При попытках прояснить проблему, сколь бы мало серьезными и немногочисленными они ни были, произвольно обращались к документам, имеющимся, так сказать, в распоряжении: либо к речам и прокламациям периода ректорства (эти роковые десять месяцев!), что естественно; либо вверх по течению к философским текстам: от «Бытия и времени» до «О сущности обоснования». Может быть существовал некий шанс увидеть заранее вписанным или намеченным то, что в конкретных исторических условиях, сделало возможным нацистскую ангажированность. (К этому можно также добавить два больших текста Юнгера, об определяющем значение которых часто говорил Хайдеггер: «Тотальная мобилизация» и «Рабочий».) Такого рода предприятие было совершенно оправданным и даже принесло некоторые плоды.

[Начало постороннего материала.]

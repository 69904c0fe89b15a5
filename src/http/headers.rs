//! Ordered, case-insensitive header map shared by requests and responses.

use std::fmt;

use serde::{Deserialize, Serialize};

/// A case-insensitive, multi-value HTTP header map.
///
/// Entries keep their original spelling and insertion order, which is also
/// the order they are written back out on the wire and into the response
/// cache. Serializes as a plain list of `[name, value]` pairs.
///
/// # Examples
///
/// ```
/// use cachet::http::Headers;
///
/// let mut headers = Headers::new();
/// headers.insert("Accept", "application/json");
/// headers.insert("X-Trace", "a");
/// headers.insert("X-Trace", "b");
/// headers.set("accept", "text/plain");
///
/// assert_eq!(headers.get("ACCEPT"), Some("text/plain"));
/// assert_eq!(headers.get_all("x-trace").count(), 2);
/// ```
#[derive(Debug, Clone, Default, PartialEq, Eq, Serialize, Deserialize)]
#[serde(transparent)]
pub struct Headers {
    entries: Vec<(String, String)>,
}

impl Headers {
    pub fn new() -> Self {
        Self::default()
    }

    pub fn with_capacity(capacity: usize) -> Self {
        Self {
            entries: Vec::with_capacity(capacity),
        }
    }

    /// Appends an entry, keeping any existing values for the same name.
    pub fn insert(&mut self, name: impl Into<String>, value: impl Into<String>) {
        self.entries.push((name.into(), value.into()));
    }

    /// Replaces every value for `name` with a single new value.
    pub fn set(&mut self, name: impl Into<String>, value: impl Into<String>) {
        let name = name.into();
        self.remove(&name);
        self.entries.push((name, value.into()));
    }

    /// First value stored under `name`, compared case-insensitively.
    pub fn get(&self, name: &str) -> Option<&str> {
        self.entries
            .iter()
            .find(|(k, _)| k.eq_ignore_ascii_case(name))
            .map(|(_, v)| v.as_str())
    }

    pub fn get_all<'a, 'n>(
        &'a self,
        name: &'n str,
    ) -> impl Iterator<Item = &'a str> + use<'a, 'n> {
        self.entries
            .iter()
            .filter(move |(k, _)| k.eq_ignore_ascii_case(name))
            .map(|(_, v)| v.as_str())
    }

    /// Drops every entry named `name`; reports whether anything was removed.
    pub fn remove(&mut self, name: &str) -> bool {
        let before = self.entries.len();
        self.entries.retain(|(k, _)| !k.eq_ignore_ascii_case(name));
        self.entries.len() != before
    }

    /// Keeps only the entries for which `keep(name, value)` returns `true`.
    pub fn retain(&mut self, mut keep: impl FnMut(&str, &str) -> bool) {
        self.entries.retain(|(k, v)| keep(k, v));
    }

    pub fn contains(&self, name: &str) -> bool {
        self.entries.iter().any(|(k, _)| k.eq_ignore_ascii_case(name))
    }

    /// Number of entries, counting repeated names separately.
    pub fn len(&self) -> usize {
        self.entries.len()
    }

    pub fn is_empty(&self) -> bool {
        self.entries.is_empty()
    }

    pub fn iter(&self) -> impl Iterator<Item = (&str, &str)> {
        self.entries.iter().map(|(k, v)| (k.as_str(), v.as_str()))
    }
}

impl fmt::Display for Headers {
    fn fmt(&self, f: &mut fmt::Formatter<'_>) -> fmt::Result {
        self.iter()
            .try_for_each(|(name, value)| write!(f, "{name}: {value}\r\n"))
    }
}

Как бы там ни было, в тех очень редких речах, которые Хайдеггер произносил в этой связи, можно обнаружить звучание другого симптома: в действительности Хайдеггер внушает в них то, что скорее можно было бы найти ниже по течению эпизода 1933 года, что причины вовлеченности и причины разрыва нужно искать совместно. В качестве примера я приведу его слова, взятые из известного интервью 1966 года «Шпигелю», которое в соответствии с пожеланиями самого Хайдеггера было опубликовано на следующий день после его смерти:
«После ухода с поста ректора я ограничил себя преподавательскими обязанностями. В летний семестр 1934 года я читал “Логику”. В последующий семестр 1934/35 г. я прочел первый цикл лекций о Гёльдерлине. В 1936 году пошли лекции о Ницше. Все, кто мог слышать, слышали, что это была полемика с национал-социализмом»[1].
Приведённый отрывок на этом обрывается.